Ignas Darkintis
- Full name: Ignas Darkintis
- Born: 8 February 1989 (age 36)
- Height: 183 cm (6 ft 0 in)
- Weight: 96 kg (212 lb; 15 st 2 lb)

Rugby union career
- Position: Prop

Senior career
- Years: Team / Apps / (Points)
- 2009-2010: Enköpings RK
- 2010-2011: Thanet Wanderers
- 2011-2012: Birmingham & Solihull R.F.C. / 29 / (5)
- 2012-2013: Ordizia RE
- 2013-2014: Coventry R.F.C. / 21 / (7)
- 2014-2015: Ealing Trailfinders / 2 / (0)
- 2015: Old Albanian RFC / 4 / (0)
- 2015-: Darlington Mowden Park / 100 / (10)
- Correct as of 18 March 2024

International career
- Years: Team / Apps / (Points)
- 20??-: Lithuanaia / 16 / (10)
- Correct as of 18 March 2024

= Ignas Darkintis =

Lithuanian rugby union player (born 1989)

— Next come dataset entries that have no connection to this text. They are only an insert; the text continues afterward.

//! Composite requests, generation knobs and identity-mode selection.

use crate::prepaste::BlendMethod;
use crate::swap::SwapModel;
use image::RgbImage;
use serde::{Deserialize, Serialize};
use thiserror::Error;

#[derive(Error, Debug, PartialEq)]
pub enum RequestError {
    #[error("{field} = {value} is outside [0, 1]")]
    OutOfUnitRange { field: &'static str, value: f32 },
    #[error("{field} = {value} must not be negative")]
    Negative { field: &'static str, value: f32 },
    #[error("steps must be at least 1")]
    ZeroSteps,
    #[error("{0} image is empty")]
    EmptyImage(&'static str),
}

/// Pre-paste stage configuration.
#[derive(Debug, Clone, Copy, PartialEq, Default, Serialize, Deserialize)]
pub struct PrePasteOptions {
    #[serde(default)]
    pub blend: BlendMethod,
}

/// Face-enhancement stage configuration.
#[derive(Debug, Clone, Copy, PartialEq, Serialize, Deserialize)]
pub struct EnhanceOptions {
    /// 1.0 applies the restorer fully, lower values blend against the input.
    pub ratio: f32,
}

impl Default for EnhanceOptions {
    fn default() -> Self {
        Self { ratio: 1.0 }
    }
}

/// Swap-refinement stage configuration.
#[derive(Debug, Clone, Copy, PartialEq, Serialize, Deserialize)]
pub struct RefineOptions {
    /// Denoising strength of the harmonizing pass, clamped to [0.1, 0.5].
    pub strength: f32,
    pub steps: u32,
}

impl Default for RefineOptions {
    fn default() -> Self {
        Self { strength: 0.3, steps: 20 }
    }
}

/// Every numeric and boolean knob of a composite request.
#[derive(Debug, Clone, PartialEq, Serialize, Deserialize)]
#[serde(default)]
pub struct GenerationParams {
    pub prompt: String,
    /// `None` uses the built-in negative prompt.
    pub negative_prompt: Option<String>,
    pub face_strength: f32,
    pub denoising_strength: f32,
    pub steps: u32,
    pub guidance_scale: f32,
    pub mask_expand: f32,
    pub mask_blur: f32,
    pub mask_padding: i32,
    pub stop_at: f32,
    pub face_blend_weight: f32,
    pub hair_blend_weight: f32,
    pub shortcut_scale: f32,
    pub seed: u64,
    pub include_hair: bool,
    pub include_neck: bool,
    pub use_segmentation: bool,
    pub gender_detect: bool,
    pub auto_prompt: bool,
    pub save_preview: bool,
    pub pre_paste: Option<PrePasteOptions>,
    pub face_swap: Option<SwapModel>,
    pub swap_refine: Option<RefineOptions>,
    pub enhance: Option<EnhanceOptions>,
}

impl Default for GenerationParams {
    fn default() -> Self {
        Self {
            prompt: String::new(),
            negative_prompt: None,
            face_strength: 0.85,
            denoising_strength: 0.92,
            steps: 50,
            guidance_scale: 7.5,
            mask_expand: 0.3,
            mask_blur: 15.0,
            mask_padding: 0,
            stop_at: 1.0,
            face_blend_weight: 0.6,
            hair_blend_weight: 0.4,
            shortcut_scale: 1.0,
            seed: 0,
            include_hair: true,
            include_neck: false,
            use_segmentation: true,
            gender_detect: true,
            auto_prompt: false,
            save_preview: false,
            pre_paste: None,
            face_swap: None,
            swap_refine: None,
            enhance: None,
        }
    }
}

impl GenerationParams {
    /// Reject knob values outside their documented ranges.
    pub fn validate(&self) -> Result<(), RequestError> {
        let unit = [
            ("face_strength", self.face_strength),
            ("denoising_strength", self.denoising_strength),
            ("stop_at", self.stop_at),
            ("face_blend_weight", self.face_blend_weight),
            ("hair_blend_weight", self.hair_blend_weight),
            ("shortcut_scale", self.shortcut_scale),
        ];
        for (field, value) in unit {
            if !(0.0..=1.0).contains(&value) {
                return Err(RequestError::OutOfUnitRange { field, value });
            }
        }
        if let Some(enhance) = &self.enhance {
            if !(0.0..=1.0).contains(&enhance.ratio) {
                return Err(RequestError::OutOfUnitRange {
                    field: "enhance_ratio",
                    value: enhance.ratio,
                });
            }
        }
        for (field, value) in [
            ("mask_expand", self.mask_expand),
            ("mask_blur", self.mask_blur),
            ("guidance_scale", self.guidance_scale),
        ] {
            if value < 0.0 || !value.is_finite() {
                return Err(RequestError::Negative { field, value });
            }
        }
        if self.steps == 0 {
            return Err(RequestError::ZeroSteps);
        }
        Ok(())
    }

    /// Face and hair weights scaled to sum to 1. Two zero weights mean face only.
    pub fn normalized_blend_weights(&self) -> (f32, f32) {
        let sum = self.face_blend_weight + self.hair_blend_weight;
        if sum <= 0.0 {
            return (1.0, 0.0);
        }
        (self.face_blend_weight / sum, self.hair_blend_weight / sum)
    }
}

/// Background, source face and knobs for one composite.
#[derive(Debug, Clone)]
pub struct CompositeRequest {
    pub background: RgbImage,
    pub face: RgbImage,
    pub params: GenerationParams,
}

impl CompositeRequest {
    pub fn new(background: RgbImage, face: RgbImage, params: GenerationParams) -> Result<Self, RequestError> {
        if background.width() == 0 || background.height() == 0 {
            return Err(RequestError::EmptyImage("background"));
        }
        if face.width() == 0 || face.height() == 0 {
            return Err(RequestError::EmptyImage("face"));
        }
        params.validate()?;
        Ok(Self { background, face, params })
    }
}

/// How the source identity conditions the inpainting engine.
///
/// Mode-specific tunables live in the variant; the kind is fixed when the
/// orchestrator is built and only changes through explicit switches.
#[derive(Debug, Clone, PartialEq, Serialize, Deserialize)]
#[serde(tag = "mode", rename_all = "snake_case")]
pub enum IdentityMode {
    /// Pure inpainting.
    None,
    /// Raw source image through the engine's own image encoder.
    Standard,
    /// 512-d identity embedding only.
    FaceId,
    /// Identity embedding plus CLIP hidden states for the hairstyle.
    FaceIdPlus { shortcut_scale: f32 },
    /// Hair image and face image routed to two adapters.
    Dual,
    /// Pixel-level face/hair composite through one encoder.
    ClipBlend { face_weight: f32, hair_weight: f32 },
}

impl IdentityMode {
    pub fn name(&self) -> &'static str {
        match self {
            IdentityMode::None => "none",
            IdentityMode::Standard => "standard",
            IdentityMode::FaceId => "faceid",
            IdentityMode::FaceIdPlus { .. } => "faceid_plus",
            IdentityMode::Dual => "dual",
            IdentityMode::ClipBlend { .. } => "clip_blend",
        }
    }

    /// Refresh the variant's tunables from request knobs, keeping its kind.
    pub fn with_knobs(&self, params: &GenerationParams) -> IdentityMode {
        match self {
            IdentityMode::FaceIdPlus { .. } => IdentityMode::FaceIdPlus {
                shortcut_scale: params.shortcut_scale,
            },
            IdentityMode::ClipBlend { .. } => {
                let (face_weight, hair_weight) = params.normalized_blend_weights();
                IdentityMode::ClipBlend { face_weight, hair_weight }
            }
            other => other.clone(),
        }
    }
}

impl std::fmt::Display for IdentityMode {
    fn fmt(&self, f: &mut std::fmt::Formatter<'_>) -> std::fmt::Result {
        f.write_str(self.name())
    }
}

/// Requested modes, as loose switches from a CLI or config file.
#[derive(Debug, Clone, Copy, PartialEq, Default, Serialize, Deserialize)]
#[serde(default)]
pub struct ModeFlags {
    pub clip_blend: bool,
    pub faceid_plus: bool,
    pub dual: bool,
    pub faceid: bool,
    pub standard: bool,
}

impl ModeFlags {
    /// Resolve to one mode by precedence:
    /// clip_blend > faceid_plus > dual > faceid > standard > none.
    pub fn select(&self, params: &GenerationParams) -> IdentityMode {
        let mode = if self.clip_blend {
            IdentityMode::ClipBlend { face_weight: 0.0, hair_weight: 0.0 }
        } else if self.faceid_plus {
            IdentityMode::FaceIdPlus { shortcut_scale: 0.0 }
        } else if self.dual {
            IdentityMode::Dual
        } else if self.faceid {
            IdentityMode::FaceId
        } else if self.standard {
            IdentityMode::Standard
        } else {
            IdentityMode::None
        };
        mode.with_knobs(params)
    }
}

#[cfg(test)]
mod tests {
    use super::*;

    #[test]
    fn test_defaults_validate() {
        let p = GenerationParams::default();
        assert!(p.validate().is_ok());
        assert_eq!(p.steps, 50);
        assert!((p.face_strength - 0.85).abs() < 1e-6);
        assert!((p.stop_at - 1.0).abs() < 1e-6);
    }

    #[test]
    fn test_validate_bounds() {
        let p = GenerationParams { stop_at: 1.2, ..Default::default() };
        assert_eq!(
            p.validate(),
            Err(RequestError::OutOfUnitRange { field: "stop_at", value: 1.2 })
        );
        let p = GenerationParams { denoising_strength: 1.01, ..Default::default() };
        assert!(p.validate().is_err());
        let p = GenerationParams { steps: 0, ..Default::default() };
        assert_eq!(p.validate(), Err(RequestError::ZeroSteps));
        let p = GenerationParams { mask_blur: -1.0, ..Default::default() };
        assert!(p.validate().is_err());
    }

    #[test]
    fn test_blend_weights_renormalized() {
        let p = GenerationParams { face_blend_weight: 0.3, hair_blend_weight: 0.1, ..Default::default() };
        let (f, h) = p.normalized_blend_weights();
        assert!((f - 0.75).abs() < 1e-6 && (h - 0.25).abs() < 1e-6);
        let p = GenerationParams { face_blend_weight: 0.0, hair_blend_weight: 0.0, ..Default::default() };
        assert_eq!(p.normalized_blend_weights(), (1.0, 0.0));
    }

    #[test]
    fn test_mode_precedence() {
        let p = GenerationParams::default();
        let all = ModeFlags { clip_blend: true, faceid_plus: true, dual: true, faceid: true, standard: true };
        assert_eq!(all.select(&p).name(), "clip_blend");
        let f = ModeFlags { faceid_plus: true, dual: true, faceid: true, ..Default::default() };
        assert_eq!(f.select(&p), IdentityMode::FaceIdPlus { shortcut_scale: 1.0 });
        let f = ModeFlags { dual: true, faceid: true, standard: true, ..Default::default() };
        assert_eq!(f.select(&p), IdentityMode::Dual);
        let f = ModeFlags { faceid: true, standard: true, ..Default::default() };
        assert_eq!(f.select(&p), IdentityMode::FaceId);
        let f = ModeFlags { standard: true, ..Default::default() };
        assert_eq!(f.select(&p), IdentityMode::Standard);
        assert_eq!(ModeFlags::default().select(&p), IdentityMode::None);
    }

    #[test]
    fn test_clip_blend_carries_normalized_weights() {
        let p = GenerationParams::default();
        let f = ModeFlags { clip_blend: true, ..Default::default() };
        match f.select(&p) {
            IdentityMode::ClipBlend { face_weight, hair_weight } => {
                assert!((face_weight - 0.6).abs() < 1e-6);
                assert!((hair_weight - 0.4).abs() < 1e-6);
            }
            other => panic!("unexpected mode {other}"),
        }
    }

    #[test]
    fn test_request_rejects_empty_images() {
        let err = CompositeRequest::new(RgbImage::new(0, 0), RgbImage::new(4, 4), GenerationParams::default());
        assert_eq!(err.err(), Some(RequestError::EmptyImage("background")));
    }

    #[test]
    fn test_params_json_defaults() {
        let p: GenerationParams = serde_json::from_str(r#"{"prompt":"smiling","steps":20}"#).unwrap();
        assert_eq!(p.steps, 20);
        assert_eq!(p.prompt, "smiling");
        assert!((p.mask_expand - 0.3).abs() < 1e-6);
    }
}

Ignas Darkintis (born 8 February 1989) is a Lithuanian rugby union player. He plays as a prop.

Darkintis played most of his career at the Lithuanian side of Vairas Siauliai. He moved to Enköping RC in Sweden, for the 2009 season, where he won a Swedish Championship. He later moved to Thanet Wanderers RUFC, in England, a team from the London 1 South, for the 2010/11 season. In the 2011/12 season he plays for Birmingham and Solihull, a team in the English National 1. He moved to Ordizia RE, in Spain, for the 2012/13 season.

He also plays for Lithuania, participating in the team that won the 2008–2010 European Nations Cup Third Division with a Grand Slam. This was part of a spell of 18 consecutive winning matches that lasted until the loss to Ukraine in the 2011 Rugby World Cup qualifyings.